Until the white man stops calling himself white
and the black man stops calling himself black,
we will not see it. All the people on earth
are just one family." — Bob Marley, 1978
Some people leave messages scrawled on the walls of public toilets. Opinions, jokes, and crude suggestions are offered, uncensored, perhaps because it is difficult to muster outrage whilst sitting on a toilet.
The most obscene story I have ever read was written on the wall of a cubicle near a rainforest pool near Port Douglas. It began as follows: "My girlfriend and I were in here changing when a man came in and said he would give us $20 if we ..."
Of course, "obscene" is a relative adjective. The other day I was in a public toilet in West London, where I read something that outraged me.
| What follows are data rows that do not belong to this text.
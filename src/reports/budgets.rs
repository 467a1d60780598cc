//! Budget Report
//!
//! Utilisation of every budget in its current period.

use chrono::NaiveDate;

use crate::config::Settings;
use crate::error::SpendwiseResult;
use crate::services::budget::{BudgetService, BudgetStatus};
use crate::storage::Storage;

/// Budget Report
#[derive(Debug, Clone)]
pub struct BudgetReport {
    pub as_of: NaiveDate,
    /// Highest utilisation first
    pub rows: Vec<BudgetStatus>,
}

impl BudgetReport {
    pub fn generate(storage: &Storage, settings: &Settings, as_of: NaiveDate) -> SpendwiseResult<Self> {
        let mut rows = BudgetService::new(storage, settings).status_all(as_of)?;
        rows.sort_by(|a, b| b.percent_used().total_cmp(&a.percent_used()));
        Ok(Self { as_of, rows })
    }

    pub fn over_budget_count(&self) -> usize {
        self.rows.iter().filter(|r| r.is_over_budget()).count()
    }

    pub fn format_terminal(&self) -> String {
        let mut output = String::new();
        output.push_str(&format!("Budget Status as of {}\n", self.as_of));
        output.push_str(&"=".repeat(78));
        output.push('\n');

        if self.rows.is_empty() {
            output.push_str("No active budgets.\n");
            return output;
        }

        output.push_str(&format!(
            "{:<22} {:<8} {:>12} {:>12} {:>12} {:>7}\n",
            "Category", "Period", "Budget", "Spent", "Remaining", "Used"
        ));
        output.push_str(&"-".repeat(78));
        output.push('\n');

        for row in &self.rows {
            let marker = if row.is_over_budget() { " !" } else { "" };
            output.push_str(&format!(
                "{:<22} {:<8} {:>12} {:>12} {:>12} {:>6.0}%{}\n",
                row.budget.category,
                row.budget.period.to_string(),
                row.budget.amount.format_with_code(&row.budget.currency),
                row.spent,
                row.remaining,
                row.percent_used(),
                marker
            ));
        }

        let over = self.over_budget_count();
        if over > 0 {
            output.push_str(&format!("\n{} budget(s) over limit (!)\n", over));
        }
        output
    }
}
It was written in response to the following words: "Everyone has to be so — expletive — racist! Why can't we all just get along with each other and respect each other's differences?" Someone had decided it was: "Because of all the muggings, thieving, rioting and drugs the black — expletive — have brought to this country".
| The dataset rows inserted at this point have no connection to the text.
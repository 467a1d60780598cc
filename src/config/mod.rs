//! Configuration module for Spendwise
//!
//! This module provides configuration management including:
//! - Platform-aware path resolution
//! - User settings persistence

pub mod paths;
pub mod settings;

pub use paths::SpendwisePaths;
pub use settings::{AiSettings, CategorizationSettings, DuplicateSettings, Settings};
A plea for tolerance had been met with obscenity. Such cheap anti-immigration rhetoric is as offensive and shocking as the worse kind of pornography. It utterly dehumanises. Both viewer, remote, locked in a fantasy, obsessed by personal gratification and actor, an object, an arse, beyond the redemption of narrative, are alone in their worlds and incapable of communicating with each other.
Racism dehumanises racists because it makes fear the defining characteristic of their lives. The kind of racism revealed by the above comment is a shocking reminder of the extent of our need as a society to find someone to blame for everything we do not understand.
Why do so many young people, millions of them, take ecstasy every weekend, turning their backs on their parents, teachers, employers? Why doesn't everybody have a job? Why do I have to guard my back against my neighbour?
Racism dehumanises its targets because it turns them into criminals and scapegoats. For example, when Green Left Weekly columnist Brandon Astor Jones was on trial to determine whether his punishment should be mitigated, he was dehumanised, allowed to shower only once every five days, perhaps to provide evidence for the theory that black people stink.
He was manacled as though dangerous, a nobody who deserves to die. The gap between this shadow and Brandon himself is so wide as to be almost inconceivable.
I have come to the sad conclusion that for many whites, black people might as well exist only on television for all the insight into the reality of their lives these viewers possess.
What is so shocking is our blindness to all we do not want to see. Yet I do believe Bob Marley has suggested a solution to this problem. If we substituted the word brother or sister for black in our comments and conversations, what would we come up with? Everyone in the entire world would turn out to be a member of our own extended family.
Small wonder listening to his songs always brings a smile to my face. Just like the lady who asked an important question whilst going about her business.
Just like re-reading a story involving a lace G-string and some serious manoeuvring.